O primeiro Levantamento Rápido de Infestação do Aedes Aegypti (LIRAa) do ano, de janeiro, apontou que 8% dos imóveis da cidade apresentaram focos do mosquito transmissor da dengue, zika e chikungunya. O Ministério da Saúde preconiza que esse índice deve ficar em até 1%. A zona sul tem a pior condição, com 9,2%, seguida pelas zonas norte (8,6%), central (7,5%), leste (7,3%) e oeste (6,9%).
Contudo, o secretário lembrou que os dados de janeiro servem apenas como base e que, pelo o que indica o número de casos confirmados, o panorama pode ter mudado nos últimos meses. Em relação aos casos de dengue confirmados, as zonas oeste e norte têm as piores condições, com incidências de 489 e 305 casos por 100 mil habitantes, respectivamente. A leste aparece na sequência (172), seguida pela central (171), sul (115) e rural (61). A divulgação do novo LIRAa está prevista para o mês que vem.
A diretora da 17ª Regional de Saúde, Teresinha de Fátima Sanchez, informou que Londrina se junta a Centenário do Sul, que tem incidência de 424,33 casos por 100 mil habitantes, como os municípios que demandam maior atenção na região. "Conseguimos estabilizar o avanço da doença em Guaraci, Assaí, Jataizinho. Agora, vamos concentrar os esforços nas duas cidades", detalhou a diretora.
Ela lembrou que os casos confirmados, principalmente de zika e chikungunya, devem aumentar nas próximas semanas por conta da tecnologia Multiplex adotada pelo Laboratório Central do Estado (Lacen). "A partir de agora, os exames detectam as três doenças transmitidas pelo Aedes. Isso vai nos dar um panorama mais realista da situação em todo o Estado."
CAMPO MOURÃO
A Secretaria de Saúde de Campo Mourão (Centro-Oeste) informou ontem que dois casos importados de zika vírus foram registrados no município. As pacientes são duas mulheres, uma residente do Conjunto Cohapar (que visitou familiares em Cuiabá) e outra do centro, que pode ter adquirido a doença, em Maringá.

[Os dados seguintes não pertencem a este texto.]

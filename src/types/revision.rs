//! Revision metadata

use serde::{Deserialize, Serialize};

use super::{Operation, TimestampId};

/// Display name and id recorded when the actor is not known
pub const UNKNOWN_USER: &str = "unknown";

/// Who made a change
#[derive(Debug, Clone, PartialEq, Eq, Serialize, Deserialize)]
pub struct Actor {
    pub name: String,
    pub id: String,
}

impl Actor {
    pub fn new(name: impl Into<String>, id: impl Into<String>) -> Self {
        Self {
            name: name.into(),
            id: id.into(),
        }
    }

    /// The `unknown` sentinel actor
    pub fn unknown() -> Self {
        Self::new(UNKNOWN_USER, UNKNOWN_USER)
    }
}

impl Default for Actor {
    fn default() -> Self {
        Self::unknown()
    }
}

/// One historized change, as stored in a revision's `history.xml`
#[derive(Debug, Clone, PartialEq, Eq, Serialize, Deserialize)]
#[serde(rename_all = "camelCase")]
pub struct Revision {
    pub timestamp: TimestampId,
    pub operation: Operation,
    pub user: String,
    pub user_id: String,
    #[serde(default, skip_serializing_if = "Option::is_none")]
    pub current_name: Option<String>,
    #[serde(default, skip_serializing_if = "Option::is_none")]
    pub old_name: Option<String>,
    #[serde(default, skip_serializing_if = "Option::is_none")]
    pub change_reason_comment: Option<String>,
}

impl Revision {
    pub fn is_created(&self) -> bool {
        self.operation == Operation::Created
    }
}

/// What the caller knows about a change before it is recorded
#[derive(Debug, Clone, PartialEq, Eq)]
pub struct ChangeRecord {
    pub operation: Operation,
    pub actor: Actor,
    pub current_name: Option<String>,
    pub old_name: Option<String>,
    pub change_reason_comment: Option<String>,
}

impl ChangeRecord {
    pub fn new(operation: Operation, actor: Actor) -> Self {
        Self {
            operation,
            actor,
            current_name: None,
            old_name: None,
            change_reason_comment: None,
        }
    }

    /// A rename from `old_name` to `new_name`. The old name is dropped when
    /// both are equal.
    pub fn renamed(actor: Actor, old_name: &str, new_name: &str) -> Self {
        let old = (old_name != new_name).then(|| old_name.to_string());
        Self {
            operation: Operation::Renamed,
            actor,
            current_name: Some(new_name.to_string()),
            old_name: old,
            change_reason_comment: None,
        }
    }

    pub fn with_comment(mut self, comment: Option<String>) -> Self {
        self.change_reason_comment = comment.filter(|c| !c.trim().is_empty());
        self
    }

    /// Stamp the record with the allocated revision id
    pub fn into_revision(self, timestamp: TimestampId) -> Revision {
        Revision {
            timestamp,
            operation: self.operation,
            user: self.actor.name,
            user_id: self.actor.id,
            current_name: self.current_name,
            old_name: self.old_name,
            change_reason_comment: self.change_reason_comment,
        }
    }
}
//! Tool protocol types

use serde::Serialize;
use serde_json::Value;

use crate::types::McpResult;

/// Protocol revision answered on `initialize`
pub const PROTOCOL_VERSION: &str = "2024-11-05";

/// Tool definition as listed by `tools/list`
#[derive(Serialize, Debug, Clone)]
pub struct McpTool {
    pub name: String,
    pub description: String,
    #[serde(rename = "inputSchema")]
    pub input_schema: Value,
}

impl McpTool {
    pub fn new(name: &str, description: &str, input_schema: Value) -> Self {
        Self {
            name: name.to_string(),
            description: description.to_string(),
            input_schema,
        }
    }
}

/// Server information for the `initialize` handshake
#[derive(Clone, Debug)]
pub struct ServerInfo {
    pub name: String,
    pub version: String,
}

impl ServerInfo {
    pub fn new(name: String, version: String) -> Self {
        Self { name, version }
    }
}

impl Default for ServerInfo {
    fn default() -> Self {
        Self {
            name: "config-history".to_string(),
            version: env!("CARGO_PKG_VERSION").to_string(),
        }
    }
}

/// A callable tool.
///
/// `execute` receives the `arguments` object of a `tools/call` request and
/// returns the `result` payload.
pub trait Tool: Send + Sync {
    fn definition(&self) -> McpTool;

    fn execute(&self, params: Value) -> McpResult<Value>;

    fn name(&self) -> String {
        self.definition().name
    }
}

A enfermeira responsável pelo setor de Vigilância Epidemiológica, Edna Simão, explicou que os dois casos estavam sendo acompanhados e a Secretaria de Saúde já havia adotado os procedimentos de bloqueio. "Essas duas mulheres estão recebendo o acompanhamento necessário", garantiu.
CURITIBA
A Secretaria de Saúde de Curitiba confirmou ontem o primeiro registro de zika em gestante. O caso é autóctone e a paciente contraiu a doença no segundo trimestre de gestação. Segundo o coordenador do Programa Mãe Curitibana - Rede Cegonha, Wagner Barbosa Dias, as ecografias já feitas não apresentam nenhum sinal de comprometimento fetal. Ele informou que a paciente e a família continuarão sendo acompanhadas ao longo da gestação e após o parto.
O último informe municipal, divulgado ontem, traz 308 casos confirmados de dengue (307 importados e um autóctone), 36 episódios de zika (32 importados e quatro autóctones) e oito casos de chikungunya (todos importados). Em 2016, foram identificados no município 189 focos do mosquito transmissor.